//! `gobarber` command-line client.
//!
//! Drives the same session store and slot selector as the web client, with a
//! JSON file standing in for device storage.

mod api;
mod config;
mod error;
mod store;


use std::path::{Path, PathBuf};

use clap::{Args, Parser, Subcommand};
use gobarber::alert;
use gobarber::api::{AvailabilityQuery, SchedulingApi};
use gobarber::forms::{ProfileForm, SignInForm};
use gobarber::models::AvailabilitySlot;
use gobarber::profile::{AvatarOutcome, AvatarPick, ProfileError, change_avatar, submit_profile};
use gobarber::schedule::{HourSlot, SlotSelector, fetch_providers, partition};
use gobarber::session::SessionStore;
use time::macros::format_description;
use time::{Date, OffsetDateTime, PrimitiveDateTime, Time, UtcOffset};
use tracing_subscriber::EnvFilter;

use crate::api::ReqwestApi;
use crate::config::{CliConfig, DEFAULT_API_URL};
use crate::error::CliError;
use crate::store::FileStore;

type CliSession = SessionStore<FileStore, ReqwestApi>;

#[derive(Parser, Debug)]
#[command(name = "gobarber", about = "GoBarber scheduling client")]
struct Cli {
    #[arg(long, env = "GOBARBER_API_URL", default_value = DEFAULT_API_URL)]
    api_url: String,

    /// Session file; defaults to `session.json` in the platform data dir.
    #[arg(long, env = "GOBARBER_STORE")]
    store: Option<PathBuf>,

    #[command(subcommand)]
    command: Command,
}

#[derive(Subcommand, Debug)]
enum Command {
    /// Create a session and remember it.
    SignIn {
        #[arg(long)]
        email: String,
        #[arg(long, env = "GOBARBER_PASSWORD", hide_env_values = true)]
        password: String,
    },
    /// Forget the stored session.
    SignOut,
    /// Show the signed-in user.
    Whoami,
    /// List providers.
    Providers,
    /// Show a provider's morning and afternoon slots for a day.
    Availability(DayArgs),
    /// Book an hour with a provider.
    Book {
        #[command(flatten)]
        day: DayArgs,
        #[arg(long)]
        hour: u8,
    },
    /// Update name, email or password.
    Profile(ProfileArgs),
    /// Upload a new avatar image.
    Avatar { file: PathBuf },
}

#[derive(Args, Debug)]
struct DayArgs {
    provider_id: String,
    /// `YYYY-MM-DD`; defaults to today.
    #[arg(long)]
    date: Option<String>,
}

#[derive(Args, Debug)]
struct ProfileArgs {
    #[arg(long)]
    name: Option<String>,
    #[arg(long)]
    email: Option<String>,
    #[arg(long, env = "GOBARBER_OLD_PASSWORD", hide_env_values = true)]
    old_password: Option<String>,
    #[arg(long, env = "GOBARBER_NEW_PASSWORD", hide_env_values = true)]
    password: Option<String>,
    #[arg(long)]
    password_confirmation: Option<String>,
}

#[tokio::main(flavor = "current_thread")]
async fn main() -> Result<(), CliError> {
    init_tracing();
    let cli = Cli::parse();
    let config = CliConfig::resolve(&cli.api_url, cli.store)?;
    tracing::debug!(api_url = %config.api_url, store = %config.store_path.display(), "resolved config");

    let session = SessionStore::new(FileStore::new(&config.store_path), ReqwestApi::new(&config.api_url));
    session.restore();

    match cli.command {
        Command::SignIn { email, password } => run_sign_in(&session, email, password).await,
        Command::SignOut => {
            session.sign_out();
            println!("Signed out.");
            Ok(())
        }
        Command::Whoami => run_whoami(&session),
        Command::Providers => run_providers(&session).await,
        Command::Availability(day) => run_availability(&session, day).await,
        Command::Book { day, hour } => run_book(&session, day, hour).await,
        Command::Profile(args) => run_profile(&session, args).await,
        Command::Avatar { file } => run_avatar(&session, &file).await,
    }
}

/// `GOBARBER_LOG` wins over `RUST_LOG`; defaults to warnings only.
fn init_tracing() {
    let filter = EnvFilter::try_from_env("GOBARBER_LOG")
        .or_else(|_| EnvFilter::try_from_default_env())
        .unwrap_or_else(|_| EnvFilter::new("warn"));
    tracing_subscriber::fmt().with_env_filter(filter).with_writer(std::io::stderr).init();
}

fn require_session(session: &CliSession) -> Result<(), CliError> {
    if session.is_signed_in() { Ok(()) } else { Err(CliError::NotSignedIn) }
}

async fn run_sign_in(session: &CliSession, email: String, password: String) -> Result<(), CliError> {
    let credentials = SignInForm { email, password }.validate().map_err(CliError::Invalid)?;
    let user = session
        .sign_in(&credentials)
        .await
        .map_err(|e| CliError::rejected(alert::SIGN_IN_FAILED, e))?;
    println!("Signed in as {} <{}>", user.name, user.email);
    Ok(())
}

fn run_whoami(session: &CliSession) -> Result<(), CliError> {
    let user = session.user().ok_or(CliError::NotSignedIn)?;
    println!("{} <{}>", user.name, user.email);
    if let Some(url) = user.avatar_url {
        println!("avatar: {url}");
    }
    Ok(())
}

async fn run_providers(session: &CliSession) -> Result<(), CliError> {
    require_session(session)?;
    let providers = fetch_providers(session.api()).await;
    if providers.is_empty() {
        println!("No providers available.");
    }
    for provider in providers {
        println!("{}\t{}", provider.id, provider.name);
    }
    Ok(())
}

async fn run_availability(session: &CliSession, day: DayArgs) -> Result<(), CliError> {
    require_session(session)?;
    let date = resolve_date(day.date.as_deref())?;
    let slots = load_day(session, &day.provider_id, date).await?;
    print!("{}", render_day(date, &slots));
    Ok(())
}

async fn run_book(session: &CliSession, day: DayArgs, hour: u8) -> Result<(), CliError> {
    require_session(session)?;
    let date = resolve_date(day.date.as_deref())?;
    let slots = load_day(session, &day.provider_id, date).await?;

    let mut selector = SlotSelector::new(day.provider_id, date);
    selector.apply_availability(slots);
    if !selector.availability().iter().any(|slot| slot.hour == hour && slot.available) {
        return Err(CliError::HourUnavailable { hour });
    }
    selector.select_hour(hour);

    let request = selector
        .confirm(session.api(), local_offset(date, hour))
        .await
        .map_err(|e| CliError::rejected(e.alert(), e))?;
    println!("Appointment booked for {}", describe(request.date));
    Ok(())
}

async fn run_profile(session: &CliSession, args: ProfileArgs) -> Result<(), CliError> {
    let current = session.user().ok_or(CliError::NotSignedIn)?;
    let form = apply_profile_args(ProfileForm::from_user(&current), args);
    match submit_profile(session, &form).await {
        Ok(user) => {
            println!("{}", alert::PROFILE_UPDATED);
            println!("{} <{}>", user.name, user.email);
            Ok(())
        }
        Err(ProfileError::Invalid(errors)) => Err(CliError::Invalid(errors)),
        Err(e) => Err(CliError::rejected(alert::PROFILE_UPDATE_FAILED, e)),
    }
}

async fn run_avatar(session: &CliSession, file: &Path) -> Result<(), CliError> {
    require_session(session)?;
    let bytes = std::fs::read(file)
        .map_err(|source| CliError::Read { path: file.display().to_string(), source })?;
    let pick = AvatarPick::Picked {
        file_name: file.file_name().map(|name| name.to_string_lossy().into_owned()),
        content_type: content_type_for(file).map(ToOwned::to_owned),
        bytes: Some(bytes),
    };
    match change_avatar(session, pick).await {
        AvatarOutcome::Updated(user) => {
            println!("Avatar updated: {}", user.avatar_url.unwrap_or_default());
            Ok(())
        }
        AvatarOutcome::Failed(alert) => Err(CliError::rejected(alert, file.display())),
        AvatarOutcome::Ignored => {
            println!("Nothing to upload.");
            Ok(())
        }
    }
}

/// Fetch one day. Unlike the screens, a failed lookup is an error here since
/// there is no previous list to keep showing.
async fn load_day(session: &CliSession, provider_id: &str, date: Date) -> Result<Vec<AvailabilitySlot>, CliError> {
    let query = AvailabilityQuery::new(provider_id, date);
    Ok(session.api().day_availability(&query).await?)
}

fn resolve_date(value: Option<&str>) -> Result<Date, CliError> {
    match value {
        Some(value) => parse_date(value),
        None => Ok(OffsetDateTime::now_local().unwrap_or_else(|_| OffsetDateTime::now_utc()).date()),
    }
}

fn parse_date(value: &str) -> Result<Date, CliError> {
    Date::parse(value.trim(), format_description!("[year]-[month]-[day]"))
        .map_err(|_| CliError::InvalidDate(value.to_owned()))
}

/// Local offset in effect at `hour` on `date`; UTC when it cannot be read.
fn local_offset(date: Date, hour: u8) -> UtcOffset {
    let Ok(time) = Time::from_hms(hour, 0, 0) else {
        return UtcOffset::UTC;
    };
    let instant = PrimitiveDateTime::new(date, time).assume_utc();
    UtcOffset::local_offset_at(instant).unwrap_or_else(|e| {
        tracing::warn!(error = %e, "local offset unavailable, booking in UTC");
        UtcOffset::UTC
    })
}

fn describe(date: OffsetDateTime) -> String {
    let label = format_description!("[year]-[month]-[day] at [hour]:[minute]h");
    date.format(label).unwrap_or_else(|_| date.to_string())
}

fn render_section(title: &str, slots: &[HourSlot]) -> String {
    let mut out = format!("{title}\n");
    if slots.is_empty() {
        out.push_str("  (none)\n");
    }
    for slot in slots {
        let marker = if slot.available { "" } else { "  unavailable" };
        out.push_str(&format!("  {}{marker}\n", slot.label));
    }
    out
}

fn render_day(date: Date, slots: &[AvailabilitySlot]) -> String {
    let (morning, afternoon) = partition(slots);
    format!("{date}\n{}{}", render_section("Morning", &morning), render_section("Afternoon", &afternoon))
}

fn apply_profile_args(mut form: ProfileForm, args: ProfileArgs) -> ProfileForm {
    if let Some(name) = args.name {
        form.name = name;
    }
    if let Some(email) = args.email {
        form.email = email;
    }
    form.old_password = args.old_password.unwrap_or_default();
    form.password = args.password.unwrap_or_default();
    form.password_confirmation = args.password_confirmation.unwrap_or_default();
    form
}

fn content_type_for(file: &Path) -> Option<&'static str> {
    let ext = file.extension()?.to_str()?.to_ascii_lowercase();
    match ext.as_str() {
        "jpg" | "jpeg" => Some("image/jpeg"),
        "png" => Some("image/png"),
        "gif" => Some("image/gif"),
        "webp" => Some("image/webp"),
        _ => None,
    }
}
● ● ● ● ●
## What is expected
Within the material above, extract exactly the lines that start at the line containing "if let Some(email)" and stop after the line containing "form.password = args.password.unwrap_or_default();", and only those.

## Solution
    if let Some(email) = args.email {
        form.email = email;
    }
    form.old_password = args.old_password.unwrap_or_default();
    form.password = args.password.unwrap_or_default();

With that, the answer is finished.